use rand::{Rng, SeedableRng};
use rand_chacha::ChaCha8Rng;
use rayon::prelude::*;
use serde::Serialize;

use crate::bracket::{select_advancing, Bracket};
use crate::constants::{group_label, FORFEIT_PROB, GROUP_COUNT, GROUP_SIZE};
use crate::error::{Result, TournamentError};
use crate::events::{EventSink, NullSink, StandingRow, TournamentEvent};
use crate::exhibition::ExhibitionPolicy;
use crate::group::{standing_rows, Group};
use crate::medals::{MedalResult, MedalTable};
use crate::roster::{ExhibitionsInput, GroupsInput, Roster, TeamId};
use crate::team::Team;

/// Final ranking of one group.
#[derive(Clone, Debug, Serialize)]
pub struct GroupRanking {
    pub group: String,
    pub standings: Vec<StandingRow>,
}

/// Outcome of one simulated tournament.
#[derive(Clone, Debug, Serialize)]
pub struct TournamentResult {
    pub group_rankings: Vec<GroupRanking>,
    /// Bracket entrants in seeding order
    pub advancing: Vec<String>,
    pub medals: MedalResult,
    /// Every team's standing at the end of the run
    pub roster: Roster,
}

/// Tournament setup: the teams, the groups and the match rules.
///
/// The setup itself is never mutated; every simulation plays on its own copy
/// of the roster.
#[derive(Clone, Debug)]
pub struct Tournament {
    roster: Roster,
    groups: Vec<Group>,
    forfeit_prob: f64,
}

impl Tournament {
    /// Create a tournament from an existing roster and group split.
    ///
    /// Requires exactly 3 groups of 4 distinct roster teams.
    pub fn new(roster: Roster, groups: Vec<Group>) -> Result<Self> {
        if groups.len() != GROUP_COUNT {
            return Err(TournamentError::GroupCount {
                expected: GROUP_COUNT,
                found: groups.len(),
            });
        }

        let mut seen: Vec<TeamId> = Vec::with_capacity(GROUP_COUNT * GROUP_SIZE);
        for group in &groups {
            if group.members().len() != GROUP_SIZE {
                return Err(TournamentError::GroupSize {
                    group: group.label().to_string(),
                    expected: GROUP_SIZE,
                    found: group.members().len(),
                });
            }
            for &id in group.members() {
                if !roster.contains(id) {
                    return Err(TournamentError::UnknownTeam(id.index()));
                }
                if seen.contains(&id) {
                    return Err(TournamentError::DuplicateTeam(roster.get(id).iso_code.clone()));
                }
                seen.push(id);
            }
        }

        Ok(Tournament {
            roster,
            groups,
            forfeit_prob: FORFEIT_PROB,
        })
    }

    /// Split `teams` into consecutive groups of 4 labelled A, B, C.
    pub fn from_teams(teams: Vec<Team>) -> Result<Self> {
        let mut roster = Roster::new();
        let ids = teams
            .into_iter()
            .map(|team| roster.add(team))
            .collect::<Result<Vec<TeamId>>>()?;
        let groups = ids
            .chunks(GROUP_SIZE)
            .enumerate()
            .map(|(i, members)| Group::new(group_label(i), members.to_vec()))
            .collect();

        Tournament::new(roster, groups)
    }

    pub fn from_input(
        groups: &GroupsInput,
        exhibitions: &ExhibitionsInput,
        policy: ExhibitionPolicy,
    ) -> Result<Self> {
        let (roster, group_ids) = Roster::from_input(groups, exhibitions, policy)?;
        let groups = group_ids
            .into_iter()
            .map(|(label, members)| Group::new(label, members))
            .collect();
        Tournament::new(roster, groups)
    }

    /// Load from the JSON documents described in the crate docs.
    pub fn from_json(
        groups_json: &str,
        exhibitions_json: Option<&str>,
        policy: ExhibitionPolicy,
    ) -> Result<Self> {
        let groups: GroupsInput = serde_json::from_str(groups_json)?;
        let exhibitions: ExhibitionsInput = match exhibitions_json {
            Some(json) => serde_json::from_str(json)?,
            None => ExhibitionsInput::new(),
        };
        Tournament::from_input(&groups, &exhibitions, policy)
    }

    /// Override the per-side forfeit probability (default 0.1).
    pub fn with_forfeit_prob(mut self, forfeit_prob: f64) -> Result<Self> {
        if !(0.0..=1.0).contains(&forfeit_prob) {
            return Err(TournamentError::InvalidForfeitProb(forfeit_prob));
        }
        self.forfeit_prob = forfeit_prob;
        Ok(self)
    }

    pub fn forfeit_prob(&self) -> f64 {
        self.forfeit_prob
    }

    pub fn roster(&self) -> &Roster {
        &self.roster
    }

    pub fn groups(&self) -> &[Group] {
        &self.groups
    }

    /// Simulate the tournament once.
    ///
    /// With a seed the run is reproducible; without one the generator is
    /// seeded from entropy.
    pub fn simulate(&self, seed: Option<u64>, sink: &mut dyn EventSink) -> Result<TournamentResult> {
        let mut rng = match seed {
            Some(s) => ChaCha8Rng::seed_from_u64(s),
            None => ChaCha8Rng::from_entropy(),
        };
        self.simulate_with_rng(&mut rng, sink)
    }

    /// Simulate the tournament once with a caller-provided generator.
    pub fn simulate_with_rng<R: Rng>(
        &self,
        rng: &mut R,
        sink: &mut dyn EventSink,
    ) -> Result<TournamentResult> {
        let mut roster = self.roster.clone();

        let mut rankings = Vec::with_capacity(self.groups.len());
        let mut group_rankings = Vec::with_capacity(self.groups.len());

        for group in &self.groups {
            group.simulate(&mut roster, self.forfeit_prob, rng, sink);

            let ranked = group.ranked_teams(&roster);
            let standings = standing_rows(&roster, &ranked);
            sink.emit(TournamentEvent::GroupStandings {
                group: group.label().to_string(),
                standings: standings.clone(),
            });

            group_rankings.push(GroupRanking {
                group: group.label().to_string(),
                standings,
            });
            rankings.push(ranked);
        }

        let advancing = select_advancing(&roster, &rankings);
        let mut bracket = Bracket::seed(advancing)?;
        let advancing = roster.names(bracket.entrants());
        tracing::info!(teams = ?advancing, "knockout stage seeded");
        sink.emit(TournamentEvent::Advancing {
            teams: advancing.clone(),
        });
        sink.emit(TournamentEvent::Seeded {
            quarterfinals: bracket
                .quarterfinal_pairings()
                .iter()
                .map(|&(a, b)| (roster.name(a).to_string(), roster.name(b).to_string()))
                .collect(),
        });

        let podium = bracket.run(&mut roster, self.forfeit_prob, rng, sink)?;
        let medals = podium.medal_result(&roster);

        Ok(TournamentResult {
            group_rankings,
            advancing,
            medals,
            roster,
        })
    }

    /// Run many independent simulations and count medals.
    ///
    /// Per-simulation seeds are drawn from a generator seeded with `seed`, so
    /// the table is reproducible even though simulations run in parallel.
    pub fn run_simulations(&self, n_simulations: usize, seed: Option<u64>) -> Result<MedalTable> {
        let mut rng = match seed {
            Some(s) => ChaCha8Rng::seed_from_u64(s),
            None => ChaCha8Rng::from_entropy(),
        };
        let seeds: Vec<u64> = (0..n_simulations).map(|_| rng.gen::<u64>()).collect();

        seeds
            .par_iter()
            .map(|&sim_seed| {
                self.simulate(Some(sim_seed), &mut NullSink)
                    .map(|result| result.medals)
            })
            .try_fold(MedalTable::new, |mut table, medals| -> Result<MedalTable> {
                table.record(&medals?);
                Ok(table)
            })
            .try_reduce(MedalTable::new, |a, b| Ok(a.merge(b)))
    }
}

#[cfg(test)]
mod tests {
    use super::*;
    use crate::events::match_events;
    use std::collections::HashSet;

    fn make_teams() -> Vec<Team> {
        (1..=12)
            .map(|rank| {
                let code = format!("T{:02}", rank);
                Team::new(format!("Team {}", rank), code, rank)
            })
            .collect()
    }

    #[test]
    fn test_end_to_end_any_seed() {
        let tournament = Tournament::from_teams(make_teams()).unwrap();

        for seed in 0..30 {
            let result = tournament.simulate(Some(seed), &mut NullSink).unwrap();

            assert_eq!(result.group_rankings.len(), 3);
            for ranking in &result.group_rankings {
                assert_eq!(ranking.standings.len(), 4);
                let points: u32 = ranking.standings.iter().map(|r| r.points).sum();
                assert_eq!(points, 12);
            }

            assert_eq!(result.advancing.len(), 8);
            let unique: HashSet<&String> = result.advancing.iter().collect();
            assert_eq!(unique.len(), 8);

            let podium = [&result.medals.gold, &result.medals.silver, &result.medals.bronze];
            let distinct: HashSet<&&String> = podium.iter().collect();
            assert_eq!(distinct.len(), 3);
            assert!(podium.iter().all(|name| result.advancing.contains(*name)));
        }
    }

    #[test]
    fn test_event_log() {
        let tournament = Tournament::from_teams(make_teams()).unwrap();
        let mut log: Vec<TournamentEvent> = Vec::new();
        let result = tournament.simulate(Some(42), &mut log).unwrap();

        // 18 group matches, 4 + 2 + 1 + 1 knockout matches
        assert_eq!(match_events(&log).count(), 26);

        let standings = log
            .iter()
            .filter(|e| matches!(e, TournamentEvent::GroupStandings { .. }))
            .count();
        assert_eq!(standings, 3);

        assert!(matches!(log.first(), Some(TournamentEvent::GroupStarted { group }) if group == "A"));
        assert_eq!(log.last(), Some(&TournamentEvent::Medals(result.medals.clone())));

        let advancing = log.iter().find_map(|e| match e {
            TournamentEvent::Advancing { teams } => Some(teams.clone()),
            _ => None,
        });
        assert_eq!(advancing, Some(result.advancing.clone()));
    }

    #[test]
    fn test_same_seed_same_run() {
        let tournament = Tournament::from_teams(make_teams()).unwrap();
        let mut first: Vec<TournamentEvent> = Vec::new();
        let mut second: Vec<TournamentEvent> = Vec::new();

        tournament.simulate(Some(7), &mut first).unwrap();
        tournament.simulate(Some(7), &mut second).unwrap();
        assert_eq!(first, second);
    }

    #[test]
    fn test_setup_is_not_mutated() {
        let tournament = Tournament::from_teams(make_teams()).unwrap();
        let result = tournament.simulate(Some(1), &mut NullSink).unwrap();

        assert!(tournament.roster().iter().all(|(_, t)| t.matches_played() == 0));
        // 3 group games each, plus knockout games for the entrants
        let played: u32 = result.roster.iter().map(|(_, t)| t.matches_played()).sum();
        assert_eq!(played, 2 * 26);
    }

    #[test]
    fn test_configuration_errors() {
        let mut teams = make_teams();
        teams.pop();
        assert!(Tournament::from_teams(teams).unwrap_err().is_configuration());

        let mut teams = make_teams();
        teams[5].iso_code = "T01".to_string();
        assert!(matches!(
            Tournament::from_teams(teams).unwrap_err(),
            TournamentError::DuplicateTeam(code) if code == "T01"
        ));

        let tournament = Tournament::from_teams(make_teams()).unwrap();
        assert!(tournament.clone().with_forfeit_prob(1.5).is_err());
        assert!(tournament.clone().with_forfeit_prob(-0.1).is_err());
        assert_eq!(tournament.with_forfeit_prob(0.0).unwrap().forfeit_prob(), 0.0);
    }

    #[test]
    fn test_group_count_error() {
        let mut roster = Roster::new();
        let ids: Vec<TeamId> = make_teams()
            .into_iter()
            .map(|t| roster.add(t).unwrap())
            .collect();
        let groups = vec![Group::new("A", ids[..4].to_vec()), Group::new("B", ids[4..8].to_vec())];

        let err = Tournament::new(roster.clone(), groups).unwrap_err();
        assert!(matches!(err, TournamentError::GroupCount { expected: 3, found: 2 }));

        let groups = vec![
            Group::new("A", ids[..4].to_vec()),
            Group::new("B", ids[4..8].to_vec()),
            Group::new("C", ids[7..11].to_vec()),
        ];
        assert!(Tournament::new(roster, groups).unwrap_err().is_configuration());
    }

    fn groups_json(first_team: &str) -> String {
        let mut entries: Vec<String> = (1..=12)
            .map(|rank| {
                format!(
                    r#"{{"Team": "Team {}", "ISOCode": "T{:02}", "FIBARanking": {}}}"#,
                    rank, rank, rank
                )
            })
            .collect();
        entries[0] = first_team.to_string();
        format!(
            r#"{{"A": [{}], "B": [{}], "C": [{}]}}"#,
            entries[0..4].join(","),
            entries[4..8].join(","),
            entries[8..12].join(",")
        )
    }

    #[test]
    fn test_extreme_ranking_rejected() {
        let json = groups_json(r#"{"Team": "Far Away", "ISOCode": "FAR", "FIBARanking": 4000000000}"#);
        let err = Tournament::from_json(&json, None, ExhibitionPolicy::Lenient).unwrap_err();
        assert!(matches!(
            err,
            TournamentError::InvalidRanking { ranking: 4000000000, .. }
        ));
        assert!(err.is_configuration());

        let json = groups_json(r#"{"Team": "Far Away", "ISOCode": "FAR", "FIBARanking": 1000}"#);
        let tournament = Tournament::from_json(&json, None, ExhibitionPolicy::Lenient)
            .unwrap()
            .with_forfeit_prob(0.0)
            .unwrap();
        let result = tournament.simulate(Some(1), &mut NullSink).unwrap();
        assert_eq!(result.advancing.len(), 8);
    }

    #[test]
    fn test_duplicate_team_name_rejected() {
        let json = groups_json(r#"{"Team": "Team 2", "ISOCode": "X01", "FIBARanking": 1}"#);
        let err = Tournament::from_json(&json, None, ExhibitionPolicy::Lenient).unwrap_err();
        assert!(matches!(err, TournamentError::DuplicateName(name) if name == "Team 2"));
    }

    #[test]
    fn test_run_simulations() {
        let tournament = Tournament::from_teams(make_teams()).unwrap();
        let table = tournament.run_simulations(40, Some(3)).unwrap();

        assert_eq!(table.simulations, 40);
        let golds: u32 = table.counts.values().map(|c| c.gold).sum();
        let medals: u32 = table.counts.values().map(|c| c.total()).sum();
        assert_eq!(golds, 40);
        assert_eq!(medals, 120);

        let again = tournament.run_simulations(40, Some(3)).unwrap();
        assert_eq!(table.counts, again.counts);

        let names: HashSet<&str> = tournament.roster().iter().map(|(_, t)| t.name.as_str()).collect();
        assert!(table.counts.keys().all(|name| names.contains(name.as_str())));

        let empty = tournament.run_simulations(0, Some(3)).unwrap();
        assert_eq!(empty.simulations, 0);
        assert!(empty.counts.is_empty());
    }
}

▶ _TASK BRIEF_:
The required output is every line above that contains the string "HashSet".

▶ _EXERCISE RESULT_:
    use std::collections::HashSet;
            let unique: HashSet<&String> = result.advancing.iter().collect();
            let distinct: HashSet<&&String> = podium.iter().collect();
        let names: HashSet<&str> = tournament.roster().iter().map(|(_, t)| t.name.as_str()).collect();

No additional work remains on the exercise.